Quel changement s’est produit avec le déménagement du Mawred du Caire à Beyrouth ?
Ce déménagement n’a pas marqué une rupture, mais une nouvelle phase d’adaptation. Le Mawred a fermé des structures locales, pour se positionner de manière plus régionale. Toutefois, depuis le Liban, le Mawred est resté très proche du terrain, réactifs aux catastrophes que la région subit malheureusement. C’est en ce sens que le Mawred a poursuivi, pour répondre aux besoins urgents, en parallèle à la construction des programmes régionaux, ses programmes locaux ponctuels, notamment le « Stand for Sudanese Artists » aux artistes Soudanais, le « Lebanon Solidarity Fond » lors de l’effondrement économique libanais ou encore d’autres programmes, lors de la crise sanitaire du Covid-19, période durant laquelle il a activement aidé ceux qui souffraient des conséquences économiques et politiques.
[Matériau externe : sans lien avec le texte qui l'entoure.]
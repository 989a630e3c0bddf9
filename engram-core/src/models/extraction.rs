//! The payload an external distiller hands to the resolver.

use serde::{Deserialize, Serialize};

use super::fact::{Polarity, Scope};
use super::provenance::ProvenanceStrength;

/// An entity mention in an extraction.
#[derive(Debug, Clone, Serialize, Deserialize)]
pub struct ExtractedEntity {
    #[serde(rename = "type")]
    pub entity_type: String,
    pub name: String,
}

/// A candidate fact in an extraction.
///
/// `strength` records source fidelity and `supersedes` records replacement
/// intent; the two are kept separate and neither is derived from the other.
#[derive(Debug, Clone, Serialize, Deserialize)]
pub struct ExtractedFact {
    pub subject: String,
    pub predicate: String,
    pub object: String,
    #[serde(default)]
    pub polarity: Option<Polarity>,
    #[serde(default)]
    pub confidence: Option<f64>,
    #[serde(default)]
    pub strength: Option<ProvenanceStrength>,
    #[serde(default)]
    pub quote: Option<String>,
    #[serde(default)]
    pub supersedes: bool,
    #[serde(default)]
    pub scope_hint: Option<Scope>,
}

/// The full extraction payload.
#[derive(Debug, Clone, Default, Serialize, Deserialize)]
pub struct Extraction {
    #[serde(default)]
    pub entities: Vec<ExtractedEntity>,
    #[serde(default)]
    pub facts: Vec<ExtractedFact>,
    #[serde(default)]
    pub decisions: Vec<serde_json::Value>,
    #[serde(default)]
    pub signals: Vec<serde_json::Value>,
}

#[cfg(test)]
mod tests {
    use super::*;

    #[test]
    fn parses_the_wire_payload() {
        let json = r#"{
            "entities": [{"type": "db", "name": "PostgreSQL"}],
            "facts": [{"subject": "repo", "predicate": "uses_database",
                       "object": "postgresql", "strength": "stated",
                       "supersedes": true, "scope_hint": "project"}],
            "decisions": [], "signals": []
        }"#;
        let extraction: Extraction = serde_json::from_str(json).unwrap();
        assert_eq!(extraction.entities[0].entity_type, "db");
        let fact = &extraction.facts[0];
        assert_eq!(fact.strength, Some(ProvenanceStrength::Stated));
        assert!(fact.supersedes);
        assert_eq!(fact.scope_hint, Some(Scope::Project));
    }

    #[test]
    fn missing_optional_sections_default_empty() {
        let extraction: Extraction = serde_json::from_str(r#"{"facts": []}"#).unwrap();
        assert!(extraction.entities.is_empty());
        assert!(extraction.decisions.is_empty());
    }
}
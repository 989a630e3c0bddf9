//! Seam traits implemented by subsystem crates.

mod embedding;
mod sanitizer;

pub use embedding::IEmbeddingProvider;
pub use sanitizer::{ISanitizer, SanitizedText};
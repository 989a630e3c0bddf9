//! # engram-core
//!
//! Foundation crate for the Engram memory system.
//! Defines all types, traits, errors, config, and constants.
//! Every other crate in the workspace depends on this.

pub mod config;
pub mod constants;
pub mod errors;
pub mod models;
pub mod traits;

// Re-export the most commonly used types at the crate root.
pub use config::EngramConfig;
pub use errors::{EngramError, EngramResult};
pub use models::{
    Conflict, ContentItem, DeltaCursor, Entity, Extraction, Fact, FactStatus, Polarity,
    Provenance, ProvenanceStrength, Scope,
};
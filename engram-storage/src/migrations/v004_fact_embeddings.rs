//! v004: stored fact embeddings.

use rusqlite::Connection;

use engram_core::errors::EngramResult;

use super::add_column_if_missing;

pub fn migrate(conn: &Connection) -> EngramResult<()> {
    add_column_if_missing(conn, "facts", "embedding_json", "TEXT")
}
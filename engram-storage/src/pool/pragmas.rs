//! PRAGMA configuration applied to every SQLite connection.
//!
//! WAL mode, NORMAL sync, 5s busy_timeout, foreign_keys ON.

use rusqlite::Connection;

use engram_core::errors::EngramResult;

use crate::to_storage_err;

/// Apply the write-side pragmas to a connection.
pub fn apply_pragmas(conn: &Connection) -> EngramResult<()> {
    conn.execute_batch(
        "
        PRAGMA journal_mode = WAL;
        PRAGMA synchronous = NORMAL;
        PRAGMA busy_timeout = 5000;
        PRAGMA foreign_keys = ON;
        ",
    )
    .map_err(|e| to_storage_err(e.to_string()))?;
    Ok(())
}

/// Apply the read-side pragmas to a connection.
pub fn apply_read_pragmas(conn: &Connection) -> EngramResult<()> {
    conn.execute_batch(
        "
        PRAGMA busy_timeout = 5000;
        PRAGMA foreign_keys = ON;
        ",
    )
    .map_err(|e| to_storage_err(e.to_string()))?;
    Ok(())
}

/// Verify that WAL mode is active on a connection.
pub fn verify_wal_mode(conn: &Connection) -> EngramResult<bool> {
    let mode: String = conn
        .pragma_query_value(None, "journal_mode", |row| row.get(0))
        .map_err(|e| to_storage_err(e.to_string()))?;
    Ok(mode.eq_ignore_ascii_case("wal"))
}
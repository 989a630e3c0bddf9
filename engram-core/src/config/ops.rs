//! Operation-tracker thresholds.

use serde::{Deserialize, Serialize};

#[derive(Debug, Clone, Serialize, Deserialize)]
#[serde(default)]
pub struct OperationsConfig {
    /// A `running` operation older than this is considered stuck.
    pub stuck_threshold_minutes: i64,
}

impl Default for OperationsConfig {
    fn default() -> Self {
        Self {
            stuck_threshold_minutes: 60,
        }
    }
}
//! Contradictions the resolver could not settle.

use chrono::{DateTime, Utc};
use serde::{Deserialize, Serialize};

#[derive(Debug, Clone, Copy, PartialEq, Eq, Serialize, Deserialize)]
#[serde(rename_all = "lowercase")]
pub enum ConflictStatus {
    Open,
    Resolved,
}

impl ConflictStatus {
    pub fn as_str(&self) -> &'static str {
        match self {
            ConflictStatus::Open => "open",
            ConflictStatus::Resolved => "resolved",
        }
    }

    pub fn parse(s: &str) -> Option<Self> {
        match s {
            "open" => Some(ConflictStatus::Open),
            "resolved" => Some(ConflictStatus::Resolved),
            _ => None,
        }
    }
}

/// A recorded contradiction between two facts, created only when a
/// contradicting fact arrived without a supersession signal.
#[derive(Debug, Clone, Serialize, Deserialize)]
pub struct Conflict {
    pub id: i64,
    pub fact_a_id: i64,
    pub fact_b_id: i64,
    pub status: ConflictStatus,
    pub detected_at: DateTime<Utc>,
    pub notes: Option<String>,
}
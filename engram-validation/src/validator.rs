//! The integrity audit.
//!
//! Every run produces a list of findings, appends a schema_health row, and
//! reports `valid` when no finding is an error. Nothing is auto-healed:
//! orphans belong to the sweeper, and structural damage belongs to a human.

use rusqlite::Connection;
use serde_json::json;

use engram_core::constants::EMBEDDING_DIM;
use engram_core::errors::EngramResult;
use engram_core::models::{
    FactStatus, OperationStatus, Scope, Severity, ValidationIssue, ValidationStatus,
};
use engram_storage::migrations;
use engram_storage::queries::{health_ops, maintenance};
use engram_storage::Store;

/// Outcome of one validator run.
#[derive(Debug, Clone)]
pub struct ValidationReport {
    /// True when no issue is an error.
    pub valid: bool,
    pub status: ValidationStatus,
    pub issues: Vec<ValidationIssue>,
}

/// Tables that must exist. `content_fts` is optional: a store without the
/// lexical index still validates.
const EXPECTED_TABLES: &[&str] = &[
    "meta",
    "content_items",
    "delta_cursors",
    "entities",
    "entity_aliases",
    "facts",
    "provenance",
    "fact_links",
    "conflicts",
    "tool_calls",
    "operation_progress",
    "schema_health",
];

/// Critical columns, per table.
const CRITICAL_COLUMNS: &[(&str, &[&str])] = &[
    ("content_items", &["text_hash", "byte_len", "session_id", "source_mtime"]),
    ("delta_cursors", &["session_id", "transcript_path", "last_byte_offset"]),
    ("entities", &["type", "canonical_name", "slug"]),
    ("facts", &["subject_entity_id", "predicate", "status", "scope", "confidence", "embedding_json"]),
    ("provenance", &["fact_id", "strength"]),
    ("conflicts", &["fact_a_id", "fact_b_id", "status"]),
    ("operation_progress", &["operation_type", "status", "started_at"]),
    ("schema_health", &["validation_status", "issues_json"]),
];

/// Critical indexes. Missing ones degrade queries but break nothing.
const CRITICAL_INDEXES: &[&str] = &[
    "idx_facts_slot",
    "idx_facts_scope",
    "idx_facts_project",
    "idx_provenance_fact",
    "idx_content_transcript_mtime",
];

/// Referential orphan checks: (child table, fk column, parent table).
const ORPHAN_CHECKS: &[(&str, &str, &str)] = &[
    ("provenance", "fact_id", "facts"),
    ("fact_links", "from_fact_id", "facts"),
    ("fact_links", "to_fact_id", "facts"),
    ("tool_calls", "content_item_id", "content_items"),
];

/// Run every check, append a schema_health row, and report.
pub fn validate(store: &Store) -> EngramResult<ValidationReport> {
    let issues = store.read(collect_issues)?;

    let has_error = issues.iter().any(|i| i.severity == Severity::Error);
    let has_warning = issues.iter().any(|i| i.severity == Severity::Warning);
    let status = if has_error {
        ValidationStatus::Corrupt
    } else if has_warning {
        ValidationStatus::Degraded
    } else {
        ValidationStatus::Healthy
    };

    let schema_version = store.schema_version()?;
    let issues_json = serde_json::to_string(&issues)?;
    let table_counts_json = store.read(table_counts)?;
    store.transaction(|conn| {
        health_ops::record_schema_health(
            conn,
            schema_version as i64,
            status,
            &issues_json,
            &table_counts_json,
        )
    })?;

    for issue in &issues {
        match issue.severity {
            Severity::Error => tracing::error!(message = %issue.message, "validation error"),
            Severity::Warning => tracing::warn!(message = %issue.message, "validation warning"),
        }
    }

    Ok(ValidationReport {
        valid: !has_error,
        status,
        issues,
    })
}

fn collect_issues(conn: &Connection) -> EngramResult<Vec<ValidationIssue>> {
    let mut issues = Vec::new();

    // Structure: tables, columns, indexes.
    for table in EXPECTED_TABLES {
        if !migrations::table_exists(conn, table)? {
            issues.push(ValidationIssue::error(format!("missing table {table}")));
        }
    }
    for (table, columns) in CRITICAL_COLUMNS {
        if !migrations::table_exists(conn, table)? {
            continue; // already reported above
        }
        for column in *columns {
            if !migrations::column_exists(conn, table, column)? {
                issues.push(ValidationIssue::error(format!(
                    "missing column {table}.{column}"
                )));
            }
        }
    }
    for index in CRITICAL_INDEXES {
        if !migrations::index_exists(conn, index)? {
            issues.push(ValidationIssue::warning(format!("missing index {index}")));
        }
    }

    // Referential orphans. The sweeper heals these; their presence degrades.
    for (table, fk_column, parent) in ORPHAN_CHECKS {
        if !migrations::table_exists(conn, table)? {
            continue;
        }
        let orphans = maintenance::count_orphans(conn, table, fk_column, parent)?;
        if orphans > 0 {
            issues.push(ValidationIssue::warning(format!(
                "{orphans} orphaned rows in {table} via {fk_column}"
            )));
        }
    }

    // Value domains.
    check_fact_domains(conn, &mut issues)?;
    check_operation_domains(conn, &mut issues)?;
    check_embedding_sample(conn, &mut issues)?;

    Ok(issues)
}

fn check_fact_domains(conn: &Connection, issues: &mut Vec<ValidationIssue>) -> EngramResult<()> {
    let mut stmt = conn
        .prepare("SELECT status, scope, COUNT(*) FROM facts GROUP BY status, scope")
        .map_err(storage_err)?;
    let rows = stmt
        .query_map([], |row| {
            Ok((
                row.get::<_, String>(0)?,
                row.get::<_, String>(1)?,
                row.get::<_, i64>(2)?,
            ))
        })
        .map_err(storage_err)?;

    for row in rows {
        let (status, scope, count) = row.map_err(storage_err)?;
        match FactStatus::parse(&status) {
            None => issues.push(ValidationIssue::error(format!(
                "{count} facts with unknown status '{status}'"
            ))),
            Some(FactStatus::Active) | Some(FactStatus::Superseded) => {}
            Some(_) => issues.push(ValidationIssue::warning(format!(
                "{count} facts in transitional status '{status}'"
            ))),
        }
        if Scope::parse(&scope).is_none() {
            issues.push(ValidationIssue::error(format!(
                "{count} facts with unknown scope '{scope}'"
            )));
        }
    }
    Ok(())
}

fn check_operation_domains(
    conn: &Connection,
    issues: &mut Vec<ValidationIssue>,
) -> EngramResult<()> {
    let mut stmt = conn
        .prepare("SELECT status, COUNT(*) FROM operation_progress GROUP BY status")
        .map_err(storage_err)?;
    let rows = stmt
        .query_map([], |row| Ok((row.get::<_, String>(0)?, row.get::<_, i64>(1)?)))
        .map_err(storage_err)?;

    for row in rows {
        let (status, count) = row.map_err(storage_err)?;
        if OperationStatus::parse(&status).is_none() {
            issues.push(ValidationIssue::error(format!(
                "{count} operations with unknown status '{status}'"
            )));
        }
    }
    Ok(())
}

/// Sample the first 10 stored embeddings and check their dimension.
fn check_embedding_sample(
    conn: &Connection,
    issues: &mut Vec<ValidationIssue>,
) -> EngramResult<()> {
    let mut stmt = conn
        .prepare(
            "SELECT id, embedding_json FROM facts
             WHERE embedding_json IS NOT NULL ORDER BY id LIMIT 10",
        )
        .map_err(storage_err)?;
    let rows = stmt
        .query_map([], |row| Ok((row.get::<_, i64>(0)?, row.get::<_, String>(1)?)))
        .map_err(storage_err)?;

    for row in rows {
        let (id, json) = row.map_err(storage_err)?;
        match serde_json::from_str::<Vec<f32>>(&json) {
            Ok(vector) if vector.len() == EMBEDDING_DIM => {}
            Ok(vector) => issues.push(ValidationIssue::error(format!(
                "fact {id} embedding has {} dimensions, expected {EMBEDDING_DIM}",
                vector.len()
            ))),
            Err(_) => issues.push(ValidationIssue::error(format!(
                "fact {id} embedding is not a float array"
            ))),
        }
    }
    Ok(())
}

fn table_counts(conn: &Connection) -> EngramResult<String> {
    let mut counts = serde_json::Map::new();
    for table in EXPECTED_TABLES {
        if migrations::table_exists(conn, table)? {
            counts.insert(
                table.to_string(),
                json!(maintenance::table_count(conn, table)?),
            );
        }
    }
    Ok(serde_json::Value::Object(counts).to_string())
}

fn storage_err(e: rusqlite::Error) -> engram_core::EngramError {
    engram_core::EngramError::Storage(engram_core::errors::StorageError::Sqlite {
        message: e.to_string(),
    })
}
/// Storage-layer errors for SQLite operations.
#[derive(Debug, thiserror::Error)]
pub enum StorageError {
    #[error("SQLite error: {message}")]
    Sqlite { message: String },

    #[error("database still busy after {attempts} attempts: {message}")]
    BusyExhausted { attempts: u32, message: String },

    #[error("migration failed at version {version}: {reason}")]
    MigrationFailed { version: u32, reason: String },

    #[error("database corruption detected: {details}")]
    CorruptionDetected { details: String },
}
Quel impact sur les politiques culturelles a pu avoir Al Mawred si l’on revient sur ces vingt dernières années ?
Sur deux décennies, Al Mawred a profondément transformé la manière d’envisager la culture dans le monde arabe. Il a contribué à ancrer la notion de politiques culturelles participatives, à former de nouvelles générations d’acteurs culturels, et à soutenir des initiatives régionales qui ont changé le visage du secteur artistique. À l’occasion de ses 20 ans, les 24 et 25 octobre 2025, le forum Living Fabric: Cultural Ecosystem reviendra sur les grandes orientations de Mawred pour les inscrire dans le présent et préparer l’avenir. Le programme explore les liens entre technologie, droits humains, éducation et environnement, tout en interrogeant la capacité du monde culturel à bâtir des écosystèmes de soutien réactifs et génératifs. Ces journées rappellent aussi la nécessité de se rassembler pour réfléchir et agir, notamment face aux guerres, aux révolutions et au génocide à Gaza, qui mettent en lumière la fragilité mais aussi l’agilité du travail culturel. Mawred continue d’affirmer l’importance de reprendre possession du pouvoir collectif, de faire confiance au travail commun et de soutenir un avenir centré sur l’humain, contre toutes les formes d’effacement, de censure et de domination.